*EXERCISE AIM:* When you write out the records, keep every line exactly as it is.

*MATERIAL FOR THE TASK:*
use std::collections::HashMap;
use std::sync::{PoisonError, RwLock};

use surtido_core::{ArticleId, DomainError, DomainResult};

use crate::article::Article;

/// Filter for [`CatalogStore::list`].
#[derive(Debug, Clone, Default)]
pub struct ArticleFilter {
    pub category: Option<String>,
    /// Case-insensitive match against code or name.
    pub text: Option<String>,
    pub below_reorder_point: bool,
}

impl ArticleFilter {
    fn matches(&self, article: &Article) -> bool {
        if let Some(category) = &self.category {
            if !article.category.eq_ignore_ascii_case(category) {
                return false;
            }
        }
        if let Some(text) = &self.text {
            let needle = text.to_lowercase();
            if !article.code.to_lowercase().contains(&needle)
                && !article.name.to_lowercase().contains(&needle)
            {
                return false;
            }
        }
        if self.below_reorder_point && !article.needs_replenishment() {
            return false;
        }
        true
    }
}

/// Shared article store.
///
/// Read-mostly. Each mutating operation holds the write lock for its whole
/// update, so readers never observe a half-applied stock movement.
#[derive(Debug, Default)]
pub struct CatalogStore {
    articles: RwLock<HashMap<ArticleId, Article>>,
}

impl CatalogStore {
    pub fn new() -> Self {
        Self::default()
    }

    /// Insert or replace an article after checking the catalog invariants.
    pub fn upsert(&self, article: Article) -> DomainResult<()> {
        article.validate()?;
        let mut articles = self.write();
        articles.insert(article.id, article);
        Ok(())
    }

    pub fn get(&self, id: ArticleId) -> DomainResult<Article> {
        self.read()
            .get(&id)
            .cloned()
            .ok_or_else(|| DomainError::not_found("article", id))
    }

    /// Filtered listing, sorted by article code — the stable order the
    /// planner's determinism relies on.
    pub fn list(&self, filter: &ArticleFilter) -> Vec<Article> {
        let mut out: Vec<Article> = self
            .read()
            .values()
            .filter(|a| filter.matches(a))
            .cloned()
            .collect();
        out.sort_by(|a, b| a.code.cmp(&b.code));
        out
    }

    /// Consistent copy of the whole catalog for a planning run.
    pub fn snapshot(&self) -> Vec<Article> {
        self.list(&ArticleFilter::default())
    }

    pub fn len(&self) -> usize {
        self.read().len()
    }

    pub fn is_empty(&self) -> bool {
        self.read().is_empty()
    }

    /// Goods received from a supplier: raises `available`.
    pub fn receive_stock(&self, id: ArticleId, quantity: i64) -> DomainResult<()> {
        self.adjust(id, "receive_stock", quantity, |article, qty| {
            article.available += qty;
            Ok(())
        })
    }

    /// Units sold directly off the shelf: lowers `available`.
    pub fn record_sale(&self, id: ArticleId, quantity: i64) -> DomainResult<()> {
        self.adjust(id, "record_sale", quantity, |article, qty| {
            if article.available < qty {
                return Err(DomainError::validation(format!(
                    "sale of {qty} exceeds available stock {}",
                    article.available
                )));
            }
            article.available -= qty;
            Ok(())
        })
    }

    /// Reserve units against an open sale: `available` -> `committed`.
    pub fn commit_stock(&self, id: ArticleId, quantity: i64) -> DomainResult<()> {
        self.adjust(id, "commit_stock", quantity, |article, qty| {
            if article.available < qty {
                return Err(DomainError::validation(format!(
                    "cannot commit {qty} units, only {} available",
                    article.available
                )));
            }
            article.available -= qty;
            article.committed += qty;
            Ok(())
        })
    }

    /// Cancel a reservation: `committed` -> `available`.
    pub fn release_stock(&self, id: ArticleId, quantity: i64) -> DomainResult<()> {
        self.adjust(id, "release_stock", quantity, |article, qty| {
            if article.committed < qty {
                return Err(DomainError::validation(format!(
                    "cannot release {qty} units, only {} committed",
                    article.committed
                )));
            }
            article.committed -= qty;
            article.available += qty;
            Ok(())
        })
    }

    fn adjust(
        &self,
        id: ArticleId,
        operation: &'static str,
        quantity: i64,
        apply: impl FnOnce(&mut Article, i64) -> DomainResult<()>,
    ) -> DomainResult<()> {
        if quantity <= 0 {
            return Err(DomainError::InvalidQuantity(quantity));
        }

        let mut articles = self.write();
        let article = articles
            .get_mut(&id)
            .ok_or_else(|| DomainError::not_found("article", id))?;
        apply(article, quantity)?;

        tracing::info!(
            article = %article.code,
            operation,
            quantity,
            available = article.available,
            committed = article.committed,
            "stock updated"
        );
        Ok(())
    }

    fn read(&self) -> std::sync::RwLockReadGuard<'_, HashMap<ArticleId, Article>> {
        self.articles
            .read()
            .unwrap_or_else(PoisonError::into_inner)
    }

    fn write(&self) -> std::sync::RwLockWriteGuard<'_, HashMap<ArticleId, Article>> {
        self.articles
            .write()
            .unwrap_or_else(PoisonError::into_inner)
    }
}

*RESPONSE AREA:*
use std::collections::HashMap;
use std::sync::{PoisonError, RwLock};

use surtido_core::{ArticleId, DomainError, DomainResult};

use crate::article::Article;

/// Filter for [`CatalogStore::list`].
#[derive(Debug, Clone, Default)]
pub struct ArticleFilter {
    pub category: Option<String>,
    /// Case-insensitive match against code or name.
    pub text: Option<String>,
    pub below_reorder_point: bool,
}

impl ArticleFilter {
    fn matches(&self, article: &Article) -> bool {
        if let Some(category) = &self.category {
            if !article.category.eq_ignore_ascii_case(category) {
                return false;
            }
        }
        if let Some(text) = &self.text {
            let needle = text.to_lowercase();
            if !article.code.to_lowercase().contains(&needle)
                && !article.name.to_lowercase().contains(&needle)
            {
                return false;
            }
        }
        if self.below_reorder_point && !article.needs_replenishment() {
            return false;
        }
        true
    }
}

/// Shared article store.
///
/// Read-mostly. Each mutating operation holds the write lock for its whole
/// update, so readers never observe a half-applied stock movement.
#[derive(Debug, Default)]
pub struct CatalogStore {
    articles: RwLock<HashMap<ArticleId, Article>>,
}

impl CatalogStore {
    pub fn new() -> Self {
        Self::default()
    }

    /// Insert or replace an article after checking the catalog invariants.
    pub fn upsert(&self, article: Article) -> DomainResult<()> {
        article.validate()?;
        let mut articles = self.write();
        articles.insert(article.id, article);
        Ok(())
    }

    pub fn get(&self, id: ArticleId) -> DomainResult<Article> {
        self.read()
            .get(&id)
            .cloned()
            .ok_or_else(|| DomainError::not_found("article", id))
    }

    /// Filtered listing, sorted by article code — the stable order the
    /// planner's determinism relies on.
    pub fn list(&self, filter: &ArticleFilter) -> Vec<Article> {
        let mut out: Vec<Article> = self
            .read()
            .values()
            .filter(|a| filter.matches(a))
            .cloned()
            .collect();
        out.sort_by(|a, b| a.code.cmp(&b.code));
        out
    }

    /// Consistent copy of the whole catalog for a planning run.
    pub fn snapshot(&self) -> Vec<Article> {
        self.list(&ArticleFilter::default())
    }

    pub fn len(&self) -> usize {
        self.read().len()
    }

    pub fn is_empty(&self) -> bool {
        self.read().is_empty()
    }

    /// Goods received from a supplier: raises `available`.
    pub fn receive_stock(&self, id: ArticleId, quantity: i64) -> DomainResult<()> {
        self.adjust(id, "receive_stock", quantity, |article, qty| {
            article.available += qty;
            Ok(())
        })
    }

    /// Units sold directly off the shelf: lowers `available`.
    pub fn record_sale(&self, id: ArticleId, quantity: i64) -> DomainResult<()> {
        self.adjust(id, "record_sale", quantity, |article, qty| {
            if article.available < qty {
                return Err(DomainError::validation(format!(
                    "sale of {qty} exceeds available stock {}",
                    article.available
                )));
            }
            article.available -= qty;
            Ok(())
        })
    }

    /// Reserve units against an open sale: `available` -> `committed`.
    pub fn commit_stock(&self, id: ArticleId, quantity: i64) -> DomainResult<()> {
        self.adjust(id, "commit_stock", quantity, |article, qty| {
            if article.available < qty {
                return Err(DomainError::validation(format!(
                    "cannot commit {qty} units, only {} available",
                    article.available
                )));
            }
            article.available -= qty;
            article.committed += qty;
            Ok(())
        })
    }

    /// Cancel a reservation: `committed` -> `available`.
    pub fn release_stock(&self, id: ArticleId, quantity: i64) -> DomainResult<()> {
        self.adjust(id, "release_stock", quantity, |article, qty| {
            if article.committed < qty {
                return Err(DomainError::validation(format!(
                    "cannot release {qty} units, only {} committed",
                    article.committed
                )));
            }
            article.committed -= qty;
            article.available += qty;
            Ok(())
        })
    }

    fn adjust(
        &self,
        id: ArticleId,
        operation: &'static str,
        quantity: i64,
        apply: impl FnOnce(&mut Article, i64) -> DomainResult<()>,
    ) -> DomainResult<()> {
        if quantity <= 0 {
            return Err(DomainError::InvalidQuantity(quantity));
        }

        let mut articles = self.write();
        let article = articles
            .get_mut(&id)
            .ok_or_else(|| DomainError::not_found("article", id))?;
        apply(article, quantity)?;

        tracing::info!(
            article = %article.code,
            operation,
            quantity,
            available = article.available,
            committed = article.committed,
            "stock updated"
        );
        Ok(())
    }

    fn read(&self) -> std::sync::RwLockReadGuard<'_, HashMap<ArticleId, Article>> {
        self.articles
            .read()
            .unwrap_or_else(PoisonError::into_inner)
    }

    fn write(&self) -> std::sync::RwLockWriteGuard<'_, HashMap<ArticleId, Article>> {
        self.articles
            .write()
            .unwrap_or_else(PoisonError::into_inner)
    }
}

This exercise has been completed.